Assignment -
Nothing but an exact copy of the data should be given.

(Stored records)
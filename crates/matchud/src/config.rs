use std::net::SocketAddr;
use std::path::PathBuf;
use std::time::Duration;

use matchu_core::EngineSettings;
use thiserror::Error;

#[derive(Error, Debug)]
pub enum ConfigError {
    #[error("BIND_ADDR `{value}` is not a socket address: {source}")]
    InvalidBindAddr {
        value: String,
        source: std::net::AddrParseError,
    },
}

/// Daemon configuration, loaded from environment variables.
#[derive(Debug, Clone)]
pub struct Config {
    /// Service name reported by `GET /`.
    pub app_name: String,
    pub app_version: String,
    /// Minimum cosine similarity for a positive match, in [0, 1].
    pub similarity_threshold: f32,
    /// Per-file upload cap in megabytes (at least 1).
    pub max_upload_size_mb: usize,
    /// InsightFace model pack name under `model_root`.
    pub model_name: String,
    /// Negative selects the CPU; otherwise a CUDA device id.
    pub ctx_id: i32,
    pub det_size: u32,
    pub model_root: PathBuf,
    /// Cooldown after a failed engine construction.
    pub retry_interval: Duration,
    /// Allowed CORS origins; `["*"]` allows any origin.
    pub cors_allow_origins: Vec<String>,
    pub bind_addr: SocketAddr,
}

impl Config {
    /// Load configuration from environment variables with defaults.
    pub fn from_env() -> Result<Self, ConfigError> {
        Self::from_lookup(|key| std::env::var(key).ok())
    }

    /// Load configuration through an arbitrary variable lookup.
    pub fn from_lookup(lookup: impl Fn(&str) -> Option<String>) -> Result<Self, ConfigError> {
        let parsed = |key: &str| lookup(key).and_then(|v| v.trim().parse::<i64>().ok());

        let model_root = lookup("INSIGHTFACE_MODEL_ROOT")
            .map(PathBuf::from)
            .unwrap_or_else(|| {
                let home = lookup("HOME").unwrap_or_else(|| "/tmp".to_string());
                PathBuf::from(home).join(".insightface/models")
            });

        let bind_value = lookup("BIND_ADDR").unwrap_or_else(|| "0.0.0.0:8000".to_string());
        let bind_addr = bind_value
            .parse()
            .map_err(|source| ConfigError::InvalidBindAddr {
                value: bind_value.clone(),
                source,
            })?;

        let threshold = lookup("SIMILARITY_THRESHOLD")
            .and_then(|v| v.trim().parse::<f32>().ok())
            .filter(|v| !v.is_nan())
            .unwrap_or(0.65);

        Ok(Self {
            app_name: lookup("APP_NAME")
                .unwrap_or_else(|| "MatchU Verification Backend".to_string()),
            app_version: lookup("APP_VERSION")
                .unwrap_or_else(|| env!("CARGO_PKG_VERSION").to_string()),
            similarity_threshold: threshold.clamp(0.0, 1.0),
            max_upload_size_mb: at_least(parsed("MAX_UPLOAD_SIZE_MB"), 10, 1) as usize,
            model_name: lookup("INSIGHTFACE_MODEL_NAME").unwrap_or_else(|| "buffalo_l".to_string()),
            ctx_id: parsed("INSIGHTFACE_CTX_ID")
                .and_then(|v| i32::try_from(v).ok())
                .unwrap_or(-1),
            det_size: at_least(parsed("INSIGHTFACE_DET_SIZE"), 640, 64).min(u32::MAX as i64) as u32,
            model_root,
            retry_interval: Duration::from_secs(
                at_least(parsed("ENGINE_RETRY_INTERVAL_SECS"), 15, 1) as u64,
            ),
            cors_allow_origins: parse_origins(
                lookup("CORS_ALLOW_ORIGINS").as_deref().unwrap_or("*"),
            ),
            bind_addr,
        })
    }

    pub fn engine_settings(&self) -> EngineSettings {
        EngineSettings {
            model_root: self.model_root.clone(),
            model_name: self.model_name.clone(),
            ctx_id: self.ctx_id,
            det_size: self.det_size,
        }
    }

    pub fn max_upload_bytes(&self) -> usize {
        self.max_upload_size_mb.saturating_mul(1024 * 1024)
    }

    /// `true` when any origin may call the API.
    pub fn allows_any_origin(&self) -> bool {
        self.cors_allow_origins.iter().any(|o| o == "*")
    }
}

fn at_least(value: Option<i64>, default: i64, min: i64) -> i64 {
    value.unwrap_or(default).max(min)
}

fn parse_origins(raw: &str) -> Vec<String> {
    let origins: Vec<String> = raw
        .split(',')
        .map(str::trim)
        .filter(|o| !o.is_empty())
        .map(str::to_string)
        .collect();
    if origins.is_empty() {
        vec!["*".to_string()]
    } else {
        origins
    }
}

#[cfg(test)]
mod tests {
    use super::*;
    use std::collections::HashMap;

    fn load(vars: &[(&str, &str)]) -> Result<Config, ConfigError> {
        let vars: HashMap<String, String> = vars
            .iter()
            .map(|(k, v)| (k.to_string(), v.to_string()))
            .collect();
        Config::from_lookup(|key| vars.get(key).cloned())
    }

    #[test]
    fn test_defaults() {
        let config = load(&[("HOME", "/home/matchu")]).unwrap();
        assert_eq!(config.app_name, "MatchU Verification Backend");
        assert_eq!(config.similarity_threshold, 0.65);
        assert_eq!(config.max_upload_size_mb, 10);
        assert_eq!(config.max_upload_bytes(), 10 * 1024 * 1024);
        assert_eq!(config.model_name, "buffalo_l");
        assert_eq!(config.ctx_id, -1);
        assert_eq!(config.det_size, 640);
        assert_eq!(config.model_root, PathBuf::from("/home/matchu/.insightface/models"));
        assert_eq!(config.retry_interval, Duration::from_secs(15));
        assert_eq!(config.cors_allow_origins, vec!["*"]);
        assert!(config.allows_any_origin());
        assert_eq!(config.bind_addr, "0.0.0.0:8000".parse().unwrap());
    }

    #[test]
    fn test_numeric_clamping() {
        let config = load(&[
            ("SIMILARITY_THRESHOLD", "1.7"),
            ("MAX_UPLOAD_SIZE_MB", "0"),
            ("INSIGHTFACE_DET_SIZE", "32"),
            ("ENGINE_RETRY_INTERVAL_SECS", "-4"),
        ])
        .unwrap();
        assert_eq!(config.similarity_threshold, 1.0);
        assert_eq!(config.max_upload_size_mb, 1);
        assert_eq!(config.det_size, 64);
        assert_eq!(config.retry_interval, Duration::from_secs(1));

        let config = load(&[("SIMILARITY_THRESHOLD", "-0.2")]).unwrap();
        assert_eq!(config.similarity_threshold, 0.0);
    }

    #[test]
    fn test_unparsable_values_fall_back() {
        let config = load(&[
            ("SIMILARITY_THRESHOLD", "high"),
            ("MAX_UPLOAD_SIZE_MB", "ten"),
            ("INSIGHTFACE_CTX_ID", "gpu0"),
        ])
        .unwrap();
        assert_eq!(config.similarity_threshold, 0.65);
        assert_eq!(config.max_upload_size_mb, 10);
        assert_eq!(config.ctx_id, -1);
    }

    #[test]
    fn test_cors_origins() {
        let config =
            load(&[("CORS_ALLOW_ORIGINS", " https://a.example , ,https://b.example")]).unwrap();
        assert_eq!(config.cors_allow_origins, vec!["https://a.example", "https://b.example"]);
        assert!(!config.allows_any_origin());

        let config = load(&[("CORS_ALLOW_ORIGINS", " , ")]).unwrap();
        assert_eq!(config.cors_allow_origins, vec!["*"]);
    }

    #[test]
    fn test_engine_settings() {
        let config = load(&[
            ("INSIGHTFACE_MODEL_ROOT", "/srv/models"),
            ("INSIGHTFACE_MODEL_NAME", "antelopev2"),
            ("INSIGHTFACE_CTX_ID", "0"),
        ])
        .unwrap();
        let settings = config.engine_settings();
        assert_eq!(settings.model_dir(), PathBuf::from("/srv/models/antelopev2"));
        assert_eq!(settings.ctx_id, 0);
    }

    #[test]
    fn test_invalid_bind_addr() {
        let err = load(&[("BIND_ADDR", "localhost")]).unwrap_err();
        assert!(err.to_string().contains("localhost"));
    }
}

Output of the task -
filename crates/matchud/src/config.rs
use std::net::SocketAddr;
use std::path::PathBuf;
use std::time::Duration;

use matchu_core::EngineSettings;
use thiserror::Error;

#[derive(Error, Debug)]
pub enum ConfigError {
    #[error("BIND_ADDR `{value}` is not a socket address: {source}")]
    InvalidBindAddr {
        value: String,
        source: std::net::AddrParseError,
    },
}

/// Daemon configuration, loaded from environment variables.
#[derive(Debug, Clone)]
pub struct Config {
    /// Service name reported by `GET /`.
    pub app_name: String,
    pub app_version: String,
    /// Minimum cosine similarity for a positive match, in [0, 1].
    pub similarity_threshold: f32,
    /// Per-file upload cap in megabytes (at least 1).
    pub max_upload_size_mb: usize,
    /// InsightFace model pack name under `model_root`.
    pub model_name: String,
    /// Negative selects the CPU; otherwise a CUDA device id.
    pub ctx_id: i32,
    pub det_size: u32,
    pub model_root: PathBuf,
    /// Cooldown after a failed engine construction.
    pub retry_interval: Duration,
    /// Allowed CORS origins; `["*"]` allows any origin.
    pub cors_allow_origins: Vec<String>,
    pub bind_addr: SocketAddr,
}

impl Config {
    /// Load configuration from environment variables with defaults.
    pub fn from_env() -> Result<Self, ConfigError> {
        Self::from_lookup(|key| std::env::var(key).ok())
    }

    /// Load configuration through an arbitrary variable lookup.
    pub fn from_lookup(lookup: impl Fn(&str) -> Option<String>) -> Result<Self, ConfigError> {
        let parsed = |key: &str| lookup(key).and_then(|v| v.trim().parse::<i64>().ok());

        let model_root = lookup("INSIGHTFACE_MODEL_ROOT")
            .map(PathBuf::from)
            .unwrap_or_else(|| {
                let home = lookup("HOME").unwrap_or_else(|| "/tmp".to_string());
                PathBuf::from(home).join(".insightface/models")
            });

        let bind_value = lookup("BIND_ADDR").unwrap_or_else(|| "0.0.0.0:8000".to_string());
        let bind_addr = bind_value
            .parse()
            .map_err(|source| ConfigError::InvalidBindAddr {
                value: bind_value.clone(),
                source,
            })?;

        let threshold = lookup("SIMILARITY_THRESHOLD")
            .and_then(|v| v.trim().parse::<f32>().ok())
            .filter(|v| !v.is_nan())
            .unwrap_or(0.65);

        Ok(Self {
            app_name: lookup("APP_NAME")
                .unwrap_or_else(|| "MatchU Verification Backend".to_string()),
            app_version: lookup("APP_VERSION")
                .unwrap_or_else(|| env!("CARGO_PKG_VERSION").to_string()),
            similarity_threshold: threshold.clamp(0.0, 1.0),
            max_upload_size_mb: at_least(parsed("MAX_UPLOAD_SIZE_MB"), 10, 1) as usize,
            model_name: lookup("INSIGHTFACE_MODEL_NAME").unwrap_or_else(|| "buffalo_l".to_string()),
            ctx_id: parsed("INSIGHTFACE_CTX_ID")
                .and_then(|v| i32::try_from(v).ok())
                .unwrap_or(-1),
            det_size: at_least(parsed("INSIGHTFACE_DET_SIZE"), 640, 64).min(u32::MAX as i64) as u32,
            model_root,
            retry_interval: Duration::from_secs(
                at_least(parsed("ENGINE_RETRY_INTERVAL_SECS"), 15, 1) as u64,
            ),
            cors_allow_origins: parse_origins(
                lookup("CORS_ALLOW_ORIGINS").as_deref().unwrap_or("*"),
            ),
            bind_addr,
        })
    }

    pub fn engine_settings(&self) -> EngineSettings {
        EngineSettings {
            model_root: self.model_root.clone(),
            model_name: self.model_name.clone(),
            ctx_id: self.ctx_id,
            det_size: self.det_size,
        }
    }

    pub fn max_upload_bytes(&self) -> usize {
        self.max_upload_size_mb.saturating_mul(1024 * 1024)
    }

    /// `true` when any origin may call the API.
    pub fn allows_any_origin(&self) -> bool {
        self.cors_allow_origins.iter().any(|o| o == "*")
    }
}

fn at_least(value: Option<i64>, default: i64, min: i64) -> i64 {
    value.unwrap_or(default).max(min)
}

fn parse_origins(raw: &str) -> Vec<String> {
    let origins: Vec<String> = raw
        .split(',')
        .map(str::trim)
        .filter(|o| !o.is_empty())
        .map(str::to_string)
        .collect();
    if origins.is_empty() {
        vec!["*".to_string()]
    } else {
        origins
    }
}

#[cfg(test)]
mod tests {
    use super::*;
    use std::collections::HashMap;

    fn load(vars: &[(&str, &str)]) -> Result<Config, ConfigError> {
        let vars: HashMap<String, String> = vars
            .iter()
            .map(|(k, v)| (k.to_string(), v.to_string()))
            .collect();
        Config::from_lookup(|key| vars.get(key).cloned())
    }

    #[test]
    fn test_defaults() {
        let config = load(&[("HOME", "/home/matchu")]).unwrap();
        assert_eq!(config.app_name, "MatchU Verification Backend");
        assert_eq!(config.similarity_threshold, 0.65);
        assert_eq!(config.max_upload_size_mb, 10);
        assert_eq!(config.max_upload_bytes(), 10 * 1024 * 1024);
        assert_eq!(config.model_name, "buffalo_l");
        assert_eq!(config.ctx_id, -1);
        assert_eq!(config.det_size, 640);
        assert_eq!(config.model_root, PathBuf::from("/home/matchu/.insightface/models"));
        assert_eq!(config.retry_interval, Duration::from_secs(15));
        assert_eq!(config.cors_allow_origins, vec!["*"]);
        assert!(config.allows_any_origin());
        assert_eq!(config.bind_addr, "0.0.0.0:8000".parse().unwrap());
    }

    #[test]
    fn test_numeric_clamping() {
        let config = load(&[
            ("SIMILARITY_THRESHOLD", "1.7"),
            ("MAX_UPLOAD_SIZE_MB", "0"),
            ("INSIGHTFACE_DET_SIZE", "32"),
            ("ENGINE_RETRY_INTERVAL_SECS", "-4"),
        ])
        .unwrap();
        assert_eq!(config.similarity_threshold, 1.0);
        assert_eq!(config.max_upload_size_mb, 1);
        assert_eq!(config.det_size, 64);
        assert_eq!(config.retry_interval, Duration::from_secs(1));

        let config = load(&[("SIMILARITY_THRESHOLD", "-0.2")]).unwrap();
        assert_eq!(config.similarity_threshold, 0.0);
    }

    #[test]
    fn test_unparsable_values_fall_back() {
        let config = load(&[
            ("SIMILARITY_THRESHOLD", "high"),
            ("MAX_UPLOAD_SIZE_MB", "ten"),
            ("INSIGHTFACE_CTX_ID", "gpu0"),
        ])
        .unwrap();
        assert_eq!(config.similarity_threshold, 0.65);
        assert_eq!(config.max_upload_size_mb, 10);
        assert_eq!(config.ctx_id, -1);
    }

    #[test]
    fn test_cors_origins() {
        let config =
            load(&[("CORS_ALLOW_ORIGINS", " https://a.example , ,https://b.example")]).unwrap();
        assert_eq!(config.cors_allow_origins, vec!["https://a.example", "https://b.example"]);
        assert!(!config.allows_any_origin());

        let config = load(&[("CORS_ALLOW_ORIGINS", " , ")]).unwrap();
        assert_eq!(config.cors_allow_origins, vec!["*"]);
    }

    #[test]
    fn test_engine_settings() {
        let config = load(&[
            ("INSIGHTFACE_MODEL_ROOT", "/srv/models"),
            ("INSIGHTFACE_MODEL_NAME", "antelopev2"),
            ("INSIGHTFACE_CTX_ID", "0"),
        ])
        .unwrap();
        let settings = config.engine_settings();
        assert_eq!(settings.model_dir(), PathBuf::from("/srv/models/antelopev2"));
        assert_eq!(settings.ctx_id, 0);
    }

    #[test]
    fn test_invalid_bind_addr() {
        let err = load(&[("BIND_ADDR", "localhost")]).unwrap_err();
        assert!(err.to_string().contains("localhost"));
    }
}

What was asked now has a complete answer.